第1章 救済【サンカク。‐case1‐】
赤葦くんが、一歩足を踏み出す。
私との距離が近くなる。
「言葉では、何とでも言えるよね。いざ、こうなったら答えられないくせに。」
迫ってくる声が怖くて、膝が震えてきた。
だけど、応えたい。
汗ばんだ手を握り締めて、顔を見上げる。
「…答えられるよ。」
赤葦くんに告白した事はあるけど、告白に返事をする側になるなんて、思ってもいなかった。
緊張で、膝どころか、声まで震えてきている。
「私…赤葦くんの事が、好きです。だから、宜しくお願いします。
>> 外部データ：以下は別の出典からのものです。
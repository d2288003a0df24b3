//! What the projector produces.

use std::fmt;

use serde::{Deserialize, Serialize};

use roadmap_core::types::{ProjectId, RepoRef};
use roadmap_core::validate::{MAX_TOPICS, MAX_TOPIC_LEN};

use crate::error::RenderError;
use crate::markers;

/// Section name of the overview region in the roadmap README.
pub const OVERVIEW_SECTION: &str = "overview";
/// Section name of the generated region in each project README.
pub const PROJECT_SECTION: &str = "roadmap";

/// One projectable artifact.
#[derive(Debug, Clone, PartialEq, Eq, Hash)]
pub enum ArtifactKind {
    /// Progress badges, current focus, repository table and milestones.
    Overview,
    /// Status block and milestone table for one project's README.
    ProjectSection(ProjectId),
    /// Description and topics of one project's hosted repository.
    RemoteMetadata(ProjectId),
}

impl ArtifactKind {
    /// Marker section name; `None` for remote artifacts.
    pub fn section(&self) -> Option<&'static str> {
        match self {
            ArtifactKind::Overview => Some(OVERVIEW_SECTION),
            ArtifactKind::ProjectSection(_) => Some(PROJECT_SECTION),
            ArtifactKind::RemoteMetadata(_) => None,
        }
    }

    pub fn project(&self) -> Option<&ProjectId> {
        match self {
            ArtifactKind::Overview => None,
            ArtifactKind::ProjectSection(id) | ArtifactKind::RemoteMetadata(id) => Some(id),
        }
    }
}

impl fmt::Display for ArtifactKind {
    fn fmt(&self, f: &mut fmt::Formatter<'_>) -> fmt::Result {
        match self {
            ArtifactKind::Overview => f.write_str("overview"),
            ArtifactKind::ProjectSection(id) => write!(f, "section:{id}"),
            ArtifactKind::RemoteMetadata(id) => write!(f, "remote:{id}"),
        }
    }
}

/// Remote repository fields managed by the tool.
#[derive(Debug, Clone, PartialEq, Eq, Default, Serialize, Deserialize)]
pub struct RemoteMetadata {
    pub description: String,
    pub topics: Vec<String>,
}

/// A rendered candidate for one target.
#[derive(Debug, Clone, PartialEq)]
pub enum Artifact {
    /// Body of a marker-bounded region (markers not included).
    Section {
        section: &'static str,
        body: String,
    },
    Remote {
        repo: RepoRef,
        metadata: RemoteMetadata,
    },
}

impl Artifact {
    /// Printable form: the full marked region, or the remote fields as JSON.
    pub fn to_text(&self) -> Result<String, RenderError> {
        match self {
            Artifact::Section { section, body } => {
                Ok(format!("{}\n", markers::region(section, body)))
            }
            Artifact::Remote { repo, metadata } => {
                let value = serde_json::json!({
                    "repo": repo.0,
                    "description": metadata.description,
                    "topics": metadata.topics,
                });
                let mut text = serde_json::to_string_pretty(&value)?;
                text.push('\n');
                Ok(text)
            }
        }
    }
}

/// Topics the way GitHub stores them: lower-case, hyphenated, unique, and at
/// most [`MAX_TOPICS`] of them. Over-long topics are dropped.
pub fn normalize_topics(topics: &[String]) -> Vec<String> {
    let mut out: Vec<String> = Vec::new();
    for raw in topics {
        let topic = raw
            .trim()
            .to_lowercase()
            .split_whitespace()
            .collect::<Vec<_>>()
            .join("-");
        if topic.is_empty() || topic.chars().count() > MAX_TOPIC_LEN || out.contains(&topic) {
            continue;
        }
        out.push(topic);
        if out.len() == MAX_TOPICS {
            break;
        }
    }
    out
}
」
何とか最後まで言い切ると同時に、握手を求めるように手を差し出した。
迷わず、握られた手。
ちゃんと伝わってくれたのだと、安心した。
でも、その直後に手汗が酷かった事を思い出して、手を離す。
「握手のつもりじゃなかった?
それとも、触れてみたら、何か違うって感じでもした?」
「そうじゃなくてっ…あのっ、汗が…。」
行動が誤解を招いたみたいで、赤葦くんの眉間に若干の皺が寄った。
慌てて理由を説明すると、納得したように何回か頷いている。
「…俺も、似たような状態だから、気にしないでいいよ。」
そんな事を言っていても、微細な変化しかない表情からは、そう見えなかった。